Je me tiens à la porte et je frappe…

 ECCE STO AD OSTIUM ET PULSO. (Extrait d'une lettre.)

                                                                                     Chuzenji, 24 août 1922. ...

En écoutant l'effroyable tempête qui secoue en ce moment toute ma maison, je ne pouvais m'empêcher de penser à ce verset de l'Apocalypse : "Ecce sto ad ostium et pulso". Voici que je me tiens à la porte et je frappe (en latin pulso veut dire aussi je pousse). De quelle porte s'agit-il ? sinon de cette porte perdue au fond de notre âme, de cette porte marquée du sang de l'Agneau (Exode), de cette mystérieuse Porte Orientale dont parle le Prophète Ezéchiel et par qui seul le Sauveur des hommes est admis à passer. Combien triste et injuste que cette porte soit fermée !

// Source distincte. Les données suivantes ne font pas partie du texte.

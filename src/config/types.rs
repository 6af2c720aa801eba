//! Configuration types.

use std::time::Duration;

use serde::{Deserialize, Serialize};

/// Tailing engine settings.
#[derive(Debug, Clone, Serialize, Deserialize)]
pub struct WatchConfig {
    /// Interval of the mtime/size poll that backs up change notifications.
    #[serde(default = "default_poll_interval_ms")]
    pub poll_interval_ms: u64,
}

fn default_poll_interval_ms() -> u64 {
    500
}

impl WatchConfig {
    /// Poll interval as a `Duration`, never shorter than 1 ms.
    #[must_use]
    pub fn poll_interval(&self) -> Duration {
        Duration::from_millis(self.poll_interval_ms.max(1))
    }
}

impl Default for WatchConfig {
    fn default() -> Self {
        Self {
            poll_interval_ms: default_poll_interval_ms(),
        }
    }
}

/// Dynamic discovery settings.
#[derive(Debug, Clone, Serialize, Deserialize)]
pub struct DiscoveryConfig {
    /// Coalescing delay applied to directory change notifications.
    #[serde(default = "default_rescan_debounce_ms")]
    pub rescan_debounce_ms: u64,
    /// Delay before the rescan scheduled by an early trigger.
    #[serde(default = "default_early_rescan_delay_ms")]
    pub early_rescan_delay_ms: u64,
    /// Wait before the first attach attempt of a newly registered source.
    #[serde(default = "default_attach_initial_delay_ms")]
    pub attach_initial_delay_ms: u64,
    /// Fixed delay between attach attempts.
    #[serde(default = "default_attach_retry_delay_ms")]
    pub attach_retry_delay_ms: u64,
    /// Number of existence polls before giving up on a source file.
    #[serde(default = "default_attach_max_retries")]
    pub attach_max_retries: u32,
    /// Upper bound on the number of ids the discovery registry will accept.
    #[serde(default = "default_max_sources")]
    pub max_sources: usize,
}

fn default_rescan_debounce_ms() -> u64 {
    100
}

fn default_early_rescan_delay_ms() -> u64 {
    500
}

fn default_attach_initial_delay_ms() -> u64 {
    100
}

fn default_attach_retry_delay_ms() -> u64 {
    200
}

fn default_attach_max_retries() -> u32 {
    25
}

fn default_max_sources() -> usize {
    crate::watcher::DEFAULT_MAX_SUBAGENTS
}

impl DiscoveryConfig {
    /// Debounce window, never shorter than 1 ms.
    #[must_use]
    pub fn rescan_debounce(&self) -> Duration {
        Duration::from_millis(self.rescan_debounce_ms.max(1))
    }

    #[must_use]
    pub fn early_rescan_delay(&self) -> Duration {
        Duration::from_millis(self.early_rescan_delay_ms)
    }

    #[must_use]
    pub fn attach_initial_delay(&self) -> Duration {
        Duration::from_millis(self.attach_initial_delay_ms)
    }

    #[must_use]
    pub fn attach_retry_delay(&self) -> Duration {
        Duration::from_millis(self.attach_retry_delay_ms)
    }
}

impl Default for DiscoveryConfig {
    fn default() -> Self {
        Self {
            rescan_debounce_ms: default_rescan_debounce_ms(),
            early_rescan_delay_ms: default_early_rescan_delay_ms(),
            attach_initial_delay_ms: default_attach_initial_delay_ms(),
            attach_retry_delay_ms: default_attach_retry_delay_ms(),
            attach_max_retries: default_attach_max_retries(),
            max_sources: default_max_sources(),
        }
    }
}

/// Session registry settings.
#[derive(Debug, Clone, Serialize, Deserialize)]
pub struct SessionsConfig {
    /// Maximum buffered lines per session before oldest-first eviction.
    #[serde(default = "default_buffer_limit")]
    pub buffer_limit: usize,
    /// Switch to newly discovered sessions automatically.
    #[serde(default)]
    pub follow_new: bool,
    /// Delay before an automatic switch takes effect.
    #[serde(default = "default_switch_delay_ms")]
    pub switch_delay_ms: u64,
}

fn default_buffer_limit() -> usize {
    crate::session::DEFAULT_BUFFER_LIMIT
}

fn default_switch_delay_ms() -> u64 {
    1500
}

impl SessionsConfig {
    #[must_use]
    pub fn switch_delay(&self) -> Duration {
        Duration::from_millis(self.switch_delay_ms)
    }
}

impl Default for SessionsConfig {
    fn default() -> Self {
        Self {
            buffer_limit: default_buffer_limit(),
            follow_new: false,
            switch_delay_ms: default_switch_delay_ms(),
        }
    }
}

/// Top-level configuration.
#[derive(Debug, Clone, Default, Serialize, Deserialize)]
pub struct TailConfig {
    #[serde(default)]
    pub watch: WatchConfig,
    #[serde(default)]
    pub discovery: DiscoveryConfig,
    #[serde(default)]
    pub sessions: SessionsConfig,
    /// Print raw record text instead of truncated summaries.
    #[serde(default)]
    pub raw_mode: bool,
}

Nous sommes comme un mauvais locataire qu'on garde par charité dans une maison qui ne lui appartient pas, qu'il n'a ni bâtie ni payée, et qui se barricade et qui même pour un moment ne veut pas accueillir le maître légitime. Enfin nous sommes tout seuls par une nuit de tempête dans notre maison solitaire et désolée, et tout à coup l'on frappe ! Ce n'est point la porte ordinaire, c'est à cette vieille porte qu'on croyait condamnée pour toujours, mais il n'y a pas à s'y tromper, on frappe, on a frappé ! On a frappé en nous et cela nous a fait mal, comme l'enfant qui bouge, dans une femme pour la première fois.

Qui a frappé ? Il n’y a pas à s'y tromper, c’est Celui qui vient comme un voleur au milieu de la nuit, celui dont il est écrit : Voici que l'Époux vient, sortez à sa rencontre ! Et nous écoutons, palpitants. Peut-être ne frappera-t-on qu'une fois. Peut-être se battra-t-il contre la porte toute la nuit, comme parfois jusqu’au matin nous entendons ce volet exaspérant qui ne cesse d’arloquer et de battre. Mais c'est un tel ennui de se lever et de déclore cette vieille porte ! Elle est assujettie de deux verrous, qui ne font qu'un de ce qui est mobile et de ce qui est inerte : l'un s’appelle mauvaise habitude et l'autre mauvaise volonté. Quant à la serrure, c'est notre secret personnel. La clef est perdue. Il faudrait de l'huile pour la faire marcher. Et ensuite, qu’est-ce qui arriverait si on ouvrait la porte ? La nuit, le grand vent primitif qui souffle sur les Eaux, quelqu'un qu'on ne voit mais, qui ne nous permettrait plus d'être confortablement chez nous.

Esprit de Dieu, n'entrez pas, je crains les courants d’air !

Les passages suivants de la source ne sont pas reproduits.